Saved entries:
Start of Block

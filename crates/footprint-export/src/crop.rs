//! Tight output frame around the rendered content.

use footprint_core::{Bounds, MapScene, Point, Size, ViewTransform};

/// Screen-space rectangle that an export covers.
///
/// Both serializers map a screen point `p` to output units with
/// [`ExportFrame::to_output`], so PNG and SVG crops always agree.
#[derive(Debug, Clone, Copy, PartialEq)]
pub struct ExportFrame {
    /// Top-left corner in screen space.
    pub origin: Point,
    /// Width in screen pixels.
    pub width: f64,
    /// Height in screen pixels.
    pub height: f64,
}

impl ExportFrame {
    /// Frame around the shapes of `scene` under `transform`, grown by
    /// `padding` on each side.
    ///
    /// With a `viewport`, only the part of the content inside the
    /// rectangle `(0, 0)..(width, height)` is framed, so a zoomed-in view
    /// exports what is on screen rather than the whole enlarged map.
    ///
    /// Returns `None` when the scene has no shapes or the framed content
    /// is non-finite or has no area (e.g. panned entirely off screen).
    #[must_use]
    pub fn around(
        scene: &MapScene,
        transform: &ViewTransform,
        padding: f64,
        viewport: Option<Size>,
    ) -> Option<Self> {
        if scene.shapes().is_empty() {
            return None;
        }
        let padding = if padding.is_finite() { padding.max(0.0) } else { 0.0 };
        let mut content: Bounds = scene.screen_bounds(transform);
        if let Some(size) = viewport.filter(|s| !s.is_empty()) {
            let screen = Bounds::new(Point::new(0.0, 0.0), Point::new(size.width, size.height));
            content = content.intersection(screen);
        }
        if content.is_degenerate() {
            return None;
        }
        let bounds = content.expand(padding);
        Some(Self {
            origin: bounds.min,
            width: bounds.width(),
            height: bounds.height(),
        })
    }

    /// Map a screen point into frame coordinates scaled by `factor`.
    #[must_use]
    pub fn to_output(&self, p: Point, factor: f64) -> Point {
        Point::new((p.x - self.origin.x) * factor, (p.y - self.origin.y) * factor)
    }
}
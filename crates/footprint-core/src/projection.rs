//! Cartographic projections from geographic to planar coordinates.
//!
//! This module defines the [`Projection`] trait and the [`ProjectionKind`]
//! enum each scope descriptor names. [`ProjectionKind::build`] always
//! constructs a fresh [`GeoProjection`], so switching scopes never reuses
//! projection state.
//!
//! Output coordinates are unitless (roughly radians) with y growing
//! downward. The viewport transform in [`crate::fit`] scales them to
//! pixels.

use std::f64::consts::{FRAC_PI_2, FRAC_PI_4, PI, TAU};

use geo::{Coord, LineString, MultiPolygon, Polygon};
use serde::{Deserialize, Serialize};

use crate::types::Point;

/// Latitude limit for Mercator; the poles map to infinity.
const MERCATOR_MAX_LAT: f64 = 85.051_128_78;

/// Selects which projection a scope uses.
#[derive(Debug, Clone, Copy, PartialEq, Default, Serialize, Deserialize)]
#[serde(tag = "kind", rename_all = "kebab-case")]
pub enum ProjectionKind {
    /// Natural Earth I: a compromise projection for whole-world maps.
    #[default]
    NaturalEarth,
    /// Composite conic equal-area layout of the United States with
    /// Alaska and Hawaii moved into insets below the lower 48.
    AlbersUsa,
    /// Spherical Mercator recentered on the given point.
    Mercator {
        /// Central meridian in degrees.
        center_lon: f64,
        /// Latitude placed at projected y = 0, in degrees.
        center_lat: f64,
    },
}

impl ProjectionKind {
    /// Construct a fresh projection instance.
    #[must_use]
    pub fn build(self) -> GeoProjection {
        match self {
            Self::NaturalEarth => GeoProjection::NaturalEarth,
            Self::AlbersUsa => GeoProjection::AlbersUsa(AlbersUsa::new()),
            Self::Mercator {
                center_lon,
                center_lat,
            } => GeoProjection::Mercator(Mercator::new(center_lon, center_lat)),
        }
    }
}

/// Maps a geographic position to planar coordinates.
pub trait Projection {
    /// Project `(lon, lat)` in degrees.
    ///
    /// Returns `None` when the position falls outside the projection's
    /// domain (e.g. a territory a composite layout does not draw).
    fn project(&self, lon: f64, lat: f64) -> Option<Point>;
}

/// A constructed projection.
#[derive(Debug, Clone, PartialEq)]
pub enum GeoProjection {
    /// See [`ProjectionKind::NaturalEarth`].
    NaturalEarth,
    /// See [`ProjectionKind::AlbersUsa`].
    AlbersUsa(AlbersUsa),
    /// See [`ProjectionKind::Mercator`].
    Mercator(Mercator),
}

impl Projection for GeoProjection {
    fn project(&self, lon: f64, lat: f64) -> Option<Point> {
        if !lon.is_finite() || !lat.is_finite() {
            return None;
        }
        match self {
            Self::NaturalEarth => Some(natural_earth(wrap_longitude(lon.to_radians()), lat.to_radians())),
            Self::AlbersUsa(p) => p.project(lon, lat),
            Self::Mercator(p) => p.project(lon, lat),
        }
    }
}

/// Normalize a longitude in radians to `[-pi, pi)`.
fn wrap_longitude(lambda: f64) -> f64 {
    (lambda + PI).rem_euclid(TAU) - PI
}

/// Natural Earth I polynomial approximation (Šavrič et al.).
fn natural_earth(lambda: f64, phi: f64) -> Point {
    let phi2 = phi * phi;
    let phi4 = phi2 * phi2;
    let x = lambda
        * (0.8707 - 0.131_979 * phi2
            + phi4 * (-0.013_791 + phi4 * (0.003_971 * phi2 - 0.001_529 * phi4)));
    let y = phi
        * (1.007_226
            + phi2 * (0.015_085 + phi4 * (-0.044_475 + 0.028_874 * phi2 - 0.005_916 * phi4)));
    Point::new(x, -y)
}

/// Albers conic equal-area projection with a rotation and a center.
#[derive(Debug, Clone, PartialEq)]
pub struct ConicEqualArea {
    n: f64,
    c: f64,
    r0: f64,
    rotate: f64,
    origin: Point,
}

impl ConicEqualArea {
    /// Create a conic projection with standard parallels `phi0`/`phi1`
    /// (degrees), rotated by `rotate` degrees of longitude, with the
    /// rotated position `center` (degrees) placed at the origin.
    #[must_use]
    pub fn new(parallels: (f64, f64), rotate: f64, center: (f64, f64)) -> Self {
        let sy0 = parallels.0.to_radians().sin();
        let n = (sy0 + parallels.1.to_radians().sin()) / 2.0;
        let c = sy0.mul_add(2.0f64.mul_add(n, -sy0), 1.0);
        let r0 = c.sqrt() / n;
        let mut conic = Self {
            n,
            c,
            r0,
            rotate: rotate.to_radians(),
            origin: Point::new(0.0, 0.0),
        };
        conic.origin = conic.raw(center.0.to_radians(), center.1.to_radians());
        conic
    }

    fn raw(&self, lambda: f64, phi: f64) -> Point {
        let r = (2.0 * self.n).mul_add(-phi.sin(), self.c).max(0.0).sqrt() / self.n;
        let a = lambda * self.n;
        Point::new(r * a.sin(), self.r0 - r * a.cos())
    }

    fn project_radians(&self, lambda: f64, phi: f64) -> Point {
        let p = self.raw(wrap_longitude(lambda + self.rotate), phi);
        Point::new(p.x - self.origin.x, -(p.y - self.origin.y))
    }
}

/// Inset placement: planar scale and offset applied after projecting.
#[derive(Debug, Clone, PartialEq)]
struct Inset {
    conic: ConicEqualArea,
    scale: f64,
    offset: Point,
}

impl Inset {
    fn project(&self, lon: f64, lat: f64) -> Point {
        let p = self
            .conic
            .project_radians(lon.to_radians(), lat.to_radians());
        Point::new(
            p.x.mul_add(self.scale, self.offset.x),
            p.y.mul_add(self.scale, self.offset.y),
        )
    }
}

/// Composite United States layout.
///
/// The lower 48 use a conic equal-area projection with parallels at
/// 29.5° and 45.5°. Alaska is drawn at 35% scale and Hawaii at full
/// scale, both moved into the empty area south-west of the mainland.
/// Positions outside the three areas (other territories) are not drawn.
#[derive(Debug, Clone, PartialEq)]
pub struct AlbersUsa {
    lower48: Inset,
    alaska: Inset,
    hawaii: Inset,
}

impl AlbersUsa {
    /// Build the composite with its fixed inset layout.
    #[must_use]
    pub fn new() -> Self {
        Self {
            lower48: Inset {
                conic: ConicEqualArea::new((29.5, 45.5), 96.0, (-0.6, 38.7)),
                scale: 1.0,
                offset: Point::new(0.0, 0.0),
            },
            alaska: Inset {
                conic: ConicEqualArea::new((55.0, 65.0), 154.0, (-2.0, 58.5)),
                scale: 0.35,
                offset: Point::new(-0.307, 0.201),
            },
            hawaii: Inset {
                conic: ConicEqualArea::new((8.0, 18.0), 157.0, (-3.0, 19.9)),
                scale: 1.0,
                offset: Point::new(-0.205, 0.212),
            },
        }
    }

    fn project(&self, lon: f64, lat: f64) -> Option<Point> {
        let in_alaska = (50.0..=72.0).contains(&lat) && (lon <= -129.0 || lon >= 170.0);
        let in_hawaii = (18.0..=23.0).contains(&lat) && (-161.0..=-154.0).contains(&lon);
        let in_lower48 = (23.0..=51.0).contains(&lat) && (-128.0..=-64.0).contains(&lon);

        if in_alaska {
            Some(self.alaska.project(lon, lat))
        } else if in_hawaii {
            Some(self.hawaii.project(lon, lat))
        } else if in_lower48 {
            Some(self.lower48.project(lon, lat))
        } else {
            None
        }
    }
}

impl Default for AlbersUsa {
    fn default() -> Self {
        Self::new()
    }
}

/// Spherical Mercator recentered on a point.
#[derive(Debug, Clone, PartialEq)]
pub struct Mercator {
    center_lon: f64,
    origin_y: f64,
}

impl Mercator {
    /// Create a Mercator projection centered on `(center_lon, center_lat)`.
    #[must_use]
    pub fn new(center_lon: f64, center_lat: f64) -> Self {
        Self {
            center_lon: center_lon.to_radians(),
            origin_y: mercator_y(center_lat.to_radians()),
        }
    }

    fn project(&self, lon: f64, lat: f64) -> Option<Point> {
        let lambda = wrap_longitude(lon.to_radians() - self.center_lon);
        let phi = lat
            .clamp(-MERCATOR_MAX_LAT, MERCATOR_MAX_LAT)
            .to_radians();
        Some(Point::new(lambda, -(mercator_y(phi) - self.origin_y)))
    }
}

fn mercator_y(phi: f64) -> f64 {
    (FRAC_PI_4 + phi.clamp(-FRAC_PI_2, FRAC_PI_2) / 2.0).tan().ln()
}

/// Project every ring of a geographic multipolygon.
///
/// Positions the projection rejects are dropped; rings left with fewer
/// than three positions are discarded, and a polygon whose exterior is
/// discarded is dropped entirely.
#[must_use]
pub fn project_multipolygon<P: Projection + ?Sized>(
    geometry: &MultiPolygon<f64>,
    projection: &P,
) -> MultiPolygon<f64> {
    let project_ring = |ring: &LineString<f64>| -> Option<LineString<f64>> {
        let coords: Vec<Coord<f64>> = ring
            .coords()
            .filter_map(|c| projection.project(c.x, c.y))
            .filter(|p| p.is_finite())
            .map(Coord::from)
            .collect();
        if coords.len() < 3 {
            None
        } else {
            Some(LineString::new(coords))
        }
    };

    let polygons = geometry
        .iter()
        .filter_map(|polygon| {
            let exterior = project_ring(polygon.exterior())?;
            let interiors = polygon.interiors().iter().filter_map(project_ring).collect();
            Some(Polygon::new(exterior, interiors))
        })
        .collect();
    MultiPolygon::new(polygons)
}

#[cfg(test)]
#[allow(clippy::unwrap_used)]
mod tests {
    use super::*;
    use geo::polygon;

    fn approx(a: f64, b: f64) -> bool {
        (a - b).abs() < 1e-6
    }

    #[test]
    fn natural_earth_origin_maps_to_origin() {
        let p = ProjectionKind::NaturalEarth.build().project(0.0, 0.0).unwrap();
        assert!(approx(p.x, 0.0) && approx(p.y, 0.0));
    }

    #[test]
    fn natural_earth_north_is_up() {
        let proj = ProjectionKind::NaturalEarth.build();
        let north = proj.project(0.0, 60.0).unwrap();
        let south = proj.project(0.0, -60.0).unwrap();
        assert!(north.y < 0.0);
        assert!(approx(north.y, -south.y));
    }

    #[test]
    fn natural_earth_is_symmetric_in_longitude() {
        let proj = ProjectionKind::NaturalEarth.build();
        let east = proj.project(120.0, 30.0).unwrap();
        let west = proj.project(-120.0, 30.0).unwrap();
        assert!(approx(east.x, -west.x));
        assert!(approx(east.y, west.y));
    }

    #[test]
    fn natural_earth_equator_width() {
        let proj = ProjectionKind::NaturalEarth.build();
        let edge = proj.project(179.999_999, 0.0).unwrap();
        assert!((edge.x - 0.8707 * PI).abs() < 1e-5);
    }

    #[test]
    fn non_finite_input_is_rejected() {
        for kind in [
            ProjectionKind::NaturalEarth,
            ProjectionKind::AlbersUsa,
            ProjectionKind::Mercator {
                center_lon: 0.0,
                center_lat: 0.0,
            },
        ] {
            assert!(kind.build().project(f64::NAN, 0.0).is_none());
        }
    }

    #[test]
    fn albers_usa_places_lower48_center_near_origin() {
        let proj = ProjectionKind::AlbersUsa.build();
        let kansas = proj.project(-96.6, 38.7).unwrap();
        assert!(kansas.x.abs() < 1e-6, "x = {}", kansas.x);
        assert!(kansas.y.abs() < 1e-6, "y = {}", kansas.y);
    }

    #[test]
    fn albers_usa_east_is_right_and_north_is_up() {
        let proj = ProjectionKind::AlbersUsa.build();
        let maine = proj.project(-69.0, 45.0).unwrap();
        let california = proj.project(-120.0, 37.0).unwrap();
        let florida = proj.project(-81.5, 27.5).unwrap();
        assert!(maine.x > california.x);
        assert!(florida.y > maine.y);
    }

    #[test]
    fn albers_usa_insets_sit_south_west() {
        let proj = ProjectionKind::AlbersUsa.build();
        let anchorage = proj.project(-149.9, 61.2).unwrap();
        let honolulu = proj.project(-157.8, 21.3).unwrap();
        assert!(anchorage.x < 0.0 && anchorage.y > 0.0);
        assert!(honolulu.x < 0.0 && honolulu.y > 0.0);
    }

    #[test]
    fn albers_usa_drops_other_territories() {
        let proj = ProjectionKind::AlbersUsa.build();
        assert!(proj.project(144.8, 13.4).is_none(), "Guam");
        assert!(proj.project(-170.7, -14.3).is_none(), "American Samoa");
    }

    #[test]
    fn mercator_center_maps_to_origin() {
        let proj = ProjectionKind::Mercator {
            center_lon: -96.0,
            center_lat: 62.0,
        }
        .build();
        let p = proj.project(-96.0, 62.0).unwrap();
        assert!(approx(p.x, 0.0) && approx(p.y, 0.0));
    }

    #[test]
    fn mercator_clamps_poles() {
        let proj = ProjectionKind::Mercator {
            center_lon: 0.0,
            center_lat: 0.0,
        }
        .build();
        let pole = proj.project(0.0, 90.0).unwrap();
        assert!(pole.is_finite());
    }

    #[test]
    fn project_multipolygon_drops_rejected_rings() {
        let proj = ProjectionKind::AlbersUsa.build();
        let guam = MultiPolygon::new(vec![polygon![
            (x: 144.6, y: 13.2),
            (x: 145.0, y: 13.2),
            (x: 145.0, y: 13.7),
            (x: 144.6, y: 13.2),
        ]]);
        assert!(project_multipolygon(&guam, &proj).0.is_empty());

        let colorado = MultiPolygon::new(vec![polygon![
            (x: -109.0, y: 37.0),
            (x: -102.0, y: 37.0),
            (x: -102.0, y: 41.0),
            (x: -109.0, y: 41.0),
            (x: -109.0, y: 37.0),
        ]]);
        let projected = project_multipolygon(&colorado, &proj);
        assert_eq!(projected.0.len(), 1);
        assert_eq!(projected.0[0].exterior().0.len(), 5);
    }
}
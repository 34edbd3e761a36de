//! Per-session cache of region collections and stale-response detection.
//!
//! Fetching is done by the caller (the browser layer or the CLI); this
//! type only decides whether a fetch is needed and whether a finished
//! fetch may still be committed. Every request gets a fresh generation
//! number, and only the response carrying the latest generation for the
//! requested scope is accepted. Earlier in-flight requests are not
//! cancelled; their responses are discarded when they arrive.

use std::collections::HashMap;
use std::rc::Rc;

use crate::scope::ScopeId;
use crate::types::{LoadError, RegionCollection};

/// Identifies one fetch.
#[derive(Debug, Clone, Copy, PartialEq, Eq, Hash)]
pub struct LoadTicket {
    /// Scope being fetched.
    pub scope: ScopeId,
    /// Request generation.
    pub generation: u64,
}

/// What [`ScopeLoader::begin`] decided.
#[derive(Debug, Clone, PartialEq)]
pub enum LoadStep {
    /// The scope is cached; no fetch needed.
    Cached(Rc<RegionCollection>),
    /// Fetch the scope's document, then call [`ScopeLoader::complete`].
    Fetch(LoadTicket),
}

/// What [`ScopeLoader::complete`] did with a response.
#[derive(Debug, Clone, PartialEq)]
pub enum LoadOutcome {
    /// The collection was cached and should become active.
    Committed(Rc<RegionCollection>),
    /// A newer request superseded this one; the response was dropped.
    Stale,
    /// The fetch failed; an empty collection was cached for the scope.
    Failed(LoadError),
}

/// Region cache and request generations for one session.
#[derive(Debug, Clone, Default)]
pub struct ScopeLoader {
    cache: HashMap<ScopeId, Rc<RegionCollection>>,
    generation: u64,
    in_flight: Option<LoadTicket>,
}

impl ScopeLoader {
    /// An empty loader.
    #[must_use]
    pub fn new() -> Self {
        Self::default()
    }

    /// Request `scope`. Cached non-empty collections are returned
    /// directly (and cancel interest in any in-flight fetch); empty or
    /// missing ones need a fetch.
    pub fn begin(&mut self, scope: ScopeId) -> LoadStep {
        self.generation += 1;
        if let Some(cached) = self.cache.get(&scope).filter(|c| !c.is_empty()) {
            tracing::debug!(%scope, "scope served from cache");
            self.in_flight = None;
            return LoadStep::Cached(Rc::clone(cached));
        }
        let ticket = LoadTicket {
            scope,
            generation: self.generation,
        };
        tracing::info!(%scope, generation = ticket.generation, "fetching scope");
        self.in_flight = Some(ticket);
        LoadStep::Fetch(ticket)
    }

    /// Deliver the result of the fetch identified by `ticket`.
    pub fn complete(
        &mut self,
        ticket: LoadTicket,
        result: Result<RegionCollection, LoadError>,
    ) -> LoadOutcome {
        if self.in_flight != Some(ticket) {
            tracing::warn!(
                scope = %ticket.scope,
                generation = ticket.generation,
                latest = self.generation,
                "discarding stale scope response",
            );
            return LoadOutcome::Stale;
        }
        self.in_flight = None;

        match result {
            Ok(collection) if collection.scope() == ticket.scope => {
                tracing::info!(scope = %ticket.scope, regions = collection.len(), "scope loaded");
                let collection = Rc::new(collection);
                self.cache.insert(ticket.scope, Rc::clone(&collection));
                LoadOutcome::Committed(collection)
            }
            Ok(collection) => {
                tracing::warn!(
                    requested = %ticket.scope,
                    received = %collection.scope(),
                    "discarding response for a different scope",
                );
                LoadOutcome::Stale
            }
            Err(err) => {
                tracing::warn!(scope = %ticket.scope, %err, "scope load failed");
                self.cache
                    .insert(ticket.scope, Rc::new(RegionCollection::empty(ticket.scope)));
                LoadOutcome::Failed(err)
            }
        }
    }

    /// Returns `true` while a fetch is outstanding.
    #[must_use]
    pub const fn is_loading(&self) -> bool {
        self.in_flight.is_some()
    }

    /// The outstanding fetch, if any.
    #[must_use]
    pub const fn in_flight(&self) -> Option<LoadTicket> {
        self.in_flight
    }

    /// Cached collection for `scope` (possibly empty after a failure).
    #[must_use]
    pub fn cached(&self, scope: ScopeId) -> Option<&Rc<RegionCollection>> {
        self.cache.get(&scope)
    }
}

#[cfg(test)]
mod tests {
    use super::*;
    use crate::types::Region;

    fn collection(scope: ScopeId, names: &[&str]) -> RegionCollection {
        let regions = names
            .iter()
            .map(|n| Region {
                name: (*n).to_owned(),
                geometry: geo::MultiPolygon::new(vec![]),
                properties: serde_json::Map::new(),
            })
            .collect();
        RegionCollection::new(scope, regions)
    }

    fn ticket(step: LoadStep) -> LoadTicket {
        match step {
            LoadStep::Fetch(t) => t,
            LoadStep::Cached(_) => unreachable!("expected a fetch"),
        }
    }

    #[test]
    fn first_request_fetches_then_caches() {
        let mut loader = ScopeLoader::new();
        let t = ticket(loader.begin(ScopeId::World));
        assert!(loader.is_loading());
        let outcome = loader.complete(t, Ok(collection(ScopeId::World, &["A"])));
        assert!(matches!(outcome, LoadOutcome::Committed(ref c) if c.len() == 1));
        assert!(!loader.is_loading());
        assert!(matches!(loader.begin(ScopeId::World), LoadStep::Cached(_)));
    }

    #[test]
    fn superseded_response_is_stale() {
        let mut loader = ScopeLoader::new();
        let world = ticket(loader.begin(ScopeId::World));
        let states = ticket(loader.begin(ScopeId::UsStates));
        assert_eq!(
            loader.complete(world, Ok(collection(ScopeId::World, &["A"]))),
            LoadOutcome::Stale
        );
        assert!(loader.cached(ScopeId::World).is_none());
        let outcome = loader.complete(states, Ok(collection(ScopeId::UsStates, &["Ohio"])));
        assert!(matches!(outcome, LoadOutcome::Committed(_)));
    }

    #[test]
    fn re_requesting_the_same_scope_invalidates_older_ticket() {
        let mut loader = ScopeLoader::new();
        let first = ticket(loader.begin(ScopeId::World));
        let second = ticket(loader.begin(ScopeId::World));
        assert_ne!(first, second);
        assert_eq!(loader.complete(first, Ok(collection(ScopeId::World, &["A"]))), LoadOutcome::Stale);
    }

    #[test]
    fn cache_hit_discards_in_flight_fetch() {
        let mut loader = ScopeLoader::new();
        let t = ticket(loader.begin(ScopeId::World));
        loader.complete(t, Ok(collection(ScopeId::World, &["A"])));
        let states = ticket(loader.begin(ScopeId::UsStates));
        assert!(matches!(loader.begin(ScopeId::World), LoadStep::Cached(_)));
        assert_eq!(
            loader.complete(states, Ok(collection(ScopeId::UsStates, &["Ohio"]))),
            LoadOutcome::Stale
        );
    }

    #[test]
    fn failure_caches_empty_and_refetches() {
        let mut loader = ScopeLoader::new();
        let t = ticket(loader.begin(ScopeId::CanadaProvinces));
        let outcome = loader.complete(t, Err(LoadError::Http { status: 404 }));
        assert_eq!(outcome, LoadOutcome::Failed(LoadError::Http { status: 404 }));
        assert!(loader.cached(ScopeId::CanadaProvinces).is_some_and(|c| c.is_empty()));
        assert!(matches!(loader.begin(ScopeId::CanadaProvinces), LoadStep::Fetch(_)));
    }

    #[test]
    fn response_for_wrong_scope_is_stale() {
        let mut loader = ScopeLoader::new();
        let t = ticket(loader.begin(ScopeId::World));
        assert_eq!(
            loader.complete(t, Ok(collection(ScopeId::UsStates, &["Ohio"]))),
            LoadOutcome::Stale
        );
    }
}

End of Block

→ Problem requirements
Reproduce every line in the data that has the word "MapScene" in it.

→ Exercise response
use footprint_core::{Bounds, MapScene, Point, Size, ViewTransform};
        scene: &MapScene,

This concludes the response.